# Grill pan



## Ishaan Pancharia (Jun 17, 2018)

I am buying a grilled pan can anyone suggest me which one to buy because the main purpose here is to give grill marks to the food.... So should I buy a non stick one or a simple iron grill pan....... it'll be very helpful.... Thank you in advance


----------



## Seoul Food (Sep 17, 2018)

Ishaan Pancharia said:


> I am buying a grilled pan can anyone suggest me which one to buy because the main purpose here is to give grill marks to the food.... So should I buy a non stick one or a simple iron grill pan....... it'll be very helpful.... Thank you in advance


Is this for home use? If you just want something for marks and aren't very versed in cooking than a nonstick pan would be pretty user friendly but maybe I would also consider a cast iron pan if you know how to season and maintain it properly.


----------



## Ishaan Pancharia (Jun 17, 2018)

Seoul Food said:


> Is this for home use? If you just want something for marks and aren't very versed in cooking than a nonstick pan would be pretty user friendly but maybe I would also consider a cast iron pan if you know how to season and maintain it properly.

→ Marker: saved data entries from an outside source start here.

//! # Content Patches
//!
//! High-level partial updates to section content.
//!
//! ## Design Principles
//!
//! 1. **Intent-preserving**: each patch represents one semantic edit
//! 2. **Validated**: every patch is checked against the target kind's schema
//!    before any state changes
//! 3. **Atomic**: a rejected patch leaves the content byte-for-byte unchanged
//!
//! ## Patch Semantics
//!
//! ### AddSkill
//! - Skills form a set of distinct strings; adding a duplicate fails
//! - Input is trimmed before comparison and insertion
//!
//! ### Update*/Remove* (entry lists)
//! - Addressed by position; an out-of-range index fails without effect
//!
//! ### RemoveSkill
//! - Removing an absent skill is a no-op (the resulting content is equal to
//!   the input)

use crate::content::{CertificationEntry, EducationEntry, ExperienceEntry, ProjectEntry};
use crate::section::SectionKind;
use serde::{Deserialize, Serialize};
use thiserror::Error;

/// Addressable fields of the personal section.
#[derive(Debug, Clone, Copy, PartialEq, Eq, Serialize, Deserialize)]
#[serde(rename_all = "lowercase")]
pub enum PersonalField {
    Name,
    Email,
    Phone,
    Location,
    Summary,
}

/// Semantic partial updates to a section's content.
#[derive(Debug, Clone, PartialEq, Serialize, Deserialize)]
#[serde(tag = "type")]
pub enum ContentPatch {
    /// Replace one field of a personal section
    SetPersonalField {
        field: PersonalField,
        value: String,
    },

    /// Add a distinct skill (trimmed; duplicates rejected)
    AddSkill {
        skill: String,
    },

    /// Remove a skill if present
    RemoveSkill {
        skill: String,
    },

    AddEducation {
        entry: EducationEntry,
    },
    UpdateEducation {
        index: usize,
        entry: EducationEntry,
    },
    RemoveEducation {
        index: usize,
    },

    AddExperience {
        entry: ExperienceEntry,
    },
    UpdateExperience {
        index: usize,
        entry: ExperienceEntry,
    },
    RemoveExperience {
        index: usize,
    },

    AddProject {
        entry: ProjectEntry,
    },
    UpdateProject {
        index: usize,
        entry: ProjectEntry,
    },
    RemoveProject {
        index: usize,
    },

    AddCertification {
        entry: CertificationEntry,
    },
    UpdateCertification {
        index: usize,
        entry: CertificationEntry,
    },
    RemoveCertification {
        index: usize,
    },
}

impl ContentPatch {
    /// The section kind this patch can apply to.
    pub fn target_kind(&self) -> SectionKind {
        match self {
            Self::SetPersonalField { .. } => SectionKind::Personal,
            Self::AddSkill { .. } | Self::RemoveSkill { .. } => SectionKind::Skills,
            Self::AddEducation { .. }
            | Self::UpdateEducation { .. }
            | Self::RemoveEducation { .. } => SectionKind::Education,
            Self::AddExperience { .. }
            | Self::UpdateExperience { .. }
            | Self::RemoveExperience { .. } => SectionKind::Experience,
            Self::AddProject { .. } | Self::UpdateProject { .. } | Self::RemoveProject { .. } => {
                SectionKind::Projects
            }
            Self::AddCertification { .. }
            | Self::UpdateCertification { .. }
            | Self::RemoveCertification { .. } => SectionKind::Certifications,
        }
    }
}

/// Schema violations raised while validating or applying a patch.
#[derive(Error, Debug, Clone, PartialEq)]
pub enum PatchError {
    #[error("patch targets '{patch}' content but section holds '{section}'")]
    KindMismatch {
        patch: SectionKind,
        section: SectionKind,
    },

    #[error("skill already present: '{0}'")]
    DuplicateSkill(String),

    #[error("skill must not be empty")]
    EmptySkill,

    #[error("entry index {index} out of range for '{kind}' section of length {len}")]
    EntryOutOfRange {
        kind: SectionKind,
        index: usize,
        len: usize,
    },
}

#[cfg(test)]
mod tests {
    use super::*;

    #[test]
    fn test_patch_serialization() {
        let patch = ContentPatch::AddSkill {
            skill: "Rust".to_string(),
        };

        let json = serde_json::to_string(&patch).unwrap();
        let deserialized: ContentPatch = serde_json::from_str(&json).unwrap();

        assert_eq!(patch, deserialized);
    }

    #[test]
    fn test_target_kind_covers_every_variant() {
        let patch = ContentPatch::SetPersonalField {
            field: PersonalField::Email,
            value: "a@b.c".to_string(),
        };
        assert_eq!(patch.target_kind(), SectionKind::Personal);

        let patch = ContentPatch::RemoveCertification { index: 0 };
        assert_eq!(patch.target_kind(), SectionKind::Certifications);
    }
}
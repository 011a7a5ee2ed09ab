//! Demo driver: opens a builder surface on the seed document, runs one
//! assistant exchange against the canned generator, applies a suggestion,
//! then saves and exports through the in-memory collaborators.

use std::sync::Arc;
use std::time::Duration;
use vitae_assistant::{CannedGenerator, SuggestedEdit};
use vitae_document::{ContentPatch, SectionKind, SectionRegistry};
use vitae_evaluator::FragmentBody;
use vitae_workspace::{
    BuilderSurface, InMemoryRepository, JsonExporter, StaticIdentity, UserId,
};

#[tokio::main]
async fn main() -> Result<(), Box<dyn std::error::Error>> {
    // Initialize tracing
    tracing_subscriber::fmt::init();

    // Parse arguments
    let args: Vec<String> = std::env::args().collect();
    let mut latency_ms: u64 = 400;

    let mut i = 1;
    while i < args.len() {
        match args[i].as_str() {
            "--latency-ms" => {
                if i + 1 < args.len() {
                    latency_ms = args[i + 1].parse().expect("Invalid latency");
                    i += 2;
                } else {
                    eprintln!("--latency-ms requires a value");
                    std::process::exit(1);
                }
            }
            other => {
                eprintln!("Unknown argument: {other}");
                std::process::exit(1);
            }
        }
    }

    let registry = Arc::new(SectionRegistry::standard());
    let generator = Arc::new(CannedGenerator::with_latency(Duration::from_millis(
        latency_ms,
    )));
    let identity = Arc::new(StaticIdentity(UserId("demo-user".to_string())));

    let mut surface = BuilderSurface::open(registry, generator, identity)?;

    println!("== Preview ==");
    print_preview(&surface);

    // One assistant exchange. Edits stay live while the request is pending.
    surface.submit_prompt("Improve my work experience section")?;
    let skills_id = surface
        .document()
        .sections()
        .iter()
        .find(|s| s.kind == SectionKind::Skills)
        .expect("seed document has a skills section")
        .id
        .clone();
    surface.update_section(
        &skills_id,
        &ContentPatch::AddSkill {
            skill: "Rust".to_string(),
        },
    )?;
    surface.process_next_event().await;

    println!("\n== Conversation ==");
    for message in surface.conversation() {
        println!("[{}] {}", message.role.as_str(), message.text);
    }

    surface.apply_suggestion(&SuggestedEdit {
        target: skills_id,
        patch: ContentPatch::AddSkill {
            skill: "Leadership".to_string(),
        },
    })?;

    let repository = InMemoryRepository::new();
    let receipt = surface.save(&repository).await?;
    let artifact = surface.export(&JsonExporter).await?;

    println!("\n== Result ==");
    println!(
        "saved document {} at version {}",
        receipt.document_id, receipt.version
    );
    println!("exported {} ({} bytes)", artifact.file_name, artifact.bytes.len());

    for notice in surface.drain_notices() {
        println!("notice: {}", notice.message);
    }

    surface.close();
    Ok(())
}

fn print_preview(surface: &BuilderSurface) {
    for fragment in &surface.preview().fragments {
        println!("- {}", fragment.title);
        match &fragment.body {
            FragmentBody::Personal { name, contact, .. } => {
                println!("    {name} | {contact}");
            }
            FragmentBody::Badges { items } => {
                println!("    {}", items.join(", "));
            }
            FragmentBody::Entries { entries } => {
                for entry in entries {
                    println!("    {}", entry.heading);
                }
            }
        }
    }
}
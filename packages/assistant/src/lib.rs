//! # Vitae Assistant
//!
//! Conversation log, assistant session state machine, and the
//! content-generation collaborator contract.
//!
//! ## Session Protocol
//!
//! ```text
//! Idle --submit(prompt)--> Pending --resolve(text)--> Idle
//!                                  --reject(error)--> Idle
//! ```
//!
//! - At most one Pending request per session; submitting while Pending is
//!   rejected outright (no queueing), which keeps conversation order
//!   deterministic — an assistant reply always lands immediately after its
//!   triggering user message
//! - The user message is appended synchronously, before the asynchronous
//!   call is issued
//! - On failure no assistant message is appended; `last_error` records what
//!   happened and the session returns to Idle
//! - A session whose surface has closed discards late-arriving outcomes
//!   instead of applying them
//!
//! The generation call itself lives behind [`ContentGenerator`]; the session
//! never blocks on it. [`CannedGenerator`] ships a deterministic stand-in
//! (cycled canned responses, optional simulated latency) and
//! [`ScriptedGenerator`] resolves or fails on command for state-machine
//! tests.

mod generator;
mod message;
mod session;
mod suggestion;

pub use generator::{
    CannedGenerator, ContentGenerator, GenerationError, GenerationRequest, GenerationResponse,
    ScriptedGenerator,
};
pub use message::{ConversationMessage, MessageRole};
pub use session::{AssistantError, AssistantSession, PendingGeneration, SessionStatus};
pub use suggestion::SuggestedEdit;
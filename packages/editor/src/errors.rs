//! Error types for the editor.

use thiserror::Error;
use vitae_document::{PatchError, RegistryError, SectionId};

#[derive(Error, Debug, Clone, PartialEq)]
pub enum EditorError {
    /// Content violates its kind's schema; the document is unchanged.
    #[error("validation error: {0}")]
    Validation(#[from] PatchError),

    /// Reorder index outside `[0, len)`.
    #[error("index {index} out of range for document of length {len}")]
    Range { index: usize, len: usize },

    /// Unregistered section kind. A wiring defect, not a runtime condition.
    #[error("configuration error: {0}")]
    Configuration(#[from] RegistryError),

    /// The target section no longer exists (removed or replaced since the
    /// edit was computed).
    #[error("stale edit: section '{id}' no longer exists")]
    Stale { id: SectionId },

    /// `commit_move` without a preceding `begin_move`.
    #[error("no move gesture in progress")]
    NoActiveMove,

    /// Two sections share an id in a loaded snapshot.
    #[error("duplicate section id '{id}' in document")]
    DuplicateSection { id: SectionId },
}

Many thanks for the fast reply.... I am a budding chef and learning how to cook ( for past 2 years)..... What is your opinion now?


----------



## Seoul Food (Sep 17, 2018)

The non stick will be easier and possibly cheaper but if you are trying to learn and improve I would think about the cast iron. Cast iron will last longer and be a better tool for you in the long run but if you can't find one or need to be using some type of grill pan immediately than the non stick would be easier to find. But if I had a choice between the two for what it sounds like you would be using it for I would go with a cast iron.


----------



## Ishaan Pancharia (Jun 17, 2018)

Seoul Food said:


> The non stick will be easier and possibly cheaper but if you are trying to learn and improve I would think about the cast iron. Cast iron will last longer and be a better tool for you in the long run but if you can't find one or need to be using some type of grill pan immediately than the non stick would be easier to find. But if I had a choice between the two for what it sounds like you would be using it for I would go with a cast iron.


Thank you so much!!


----------